WORK ITEM:
Would you copy only the lines below, beginning with the one that contains "pub mod carts;" and running through the last entry line?

Collected data
------------------------------------------------------------
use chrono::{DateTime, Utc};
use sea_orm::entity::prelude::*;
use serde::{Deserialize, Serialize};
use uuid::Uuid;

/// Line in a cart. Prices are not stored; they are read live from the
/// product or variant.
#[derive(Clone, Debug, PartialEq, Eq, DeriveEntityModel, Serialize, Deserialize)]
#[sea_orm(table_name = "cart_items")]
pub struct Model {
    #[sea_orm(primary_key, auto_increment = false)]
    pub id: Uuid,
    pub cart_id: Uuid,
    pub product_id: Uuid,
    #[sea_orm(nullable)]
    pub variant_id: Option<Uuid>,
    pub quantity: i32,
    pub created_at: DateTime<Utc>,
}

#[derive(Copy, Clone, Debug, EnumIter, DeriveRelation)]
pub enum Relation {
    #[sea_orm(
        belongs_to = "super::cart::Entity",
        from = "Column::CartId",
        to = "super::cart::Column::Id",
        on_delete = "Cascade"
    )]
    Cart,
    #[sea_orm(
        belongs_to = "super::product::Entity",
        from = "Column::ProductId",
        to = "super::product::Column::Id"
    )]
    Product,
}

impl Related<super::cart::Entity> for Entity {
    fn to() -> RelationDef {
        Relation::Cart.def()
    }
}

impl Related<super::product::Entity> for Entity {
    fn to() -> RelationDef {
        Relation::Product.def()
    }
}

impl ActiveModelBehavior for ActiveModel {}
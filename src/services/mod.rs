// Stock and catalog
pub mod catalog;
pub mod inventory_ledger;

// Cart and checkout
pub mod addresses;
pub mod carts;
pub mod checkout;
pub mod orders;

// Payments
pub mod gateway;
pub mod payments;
------------------------------------------------------------
FINISHED TASK:
pub mod carts;
pub mod checkout;
pub mod orders;

// Payments
pub mod gateway;
pub mod payments;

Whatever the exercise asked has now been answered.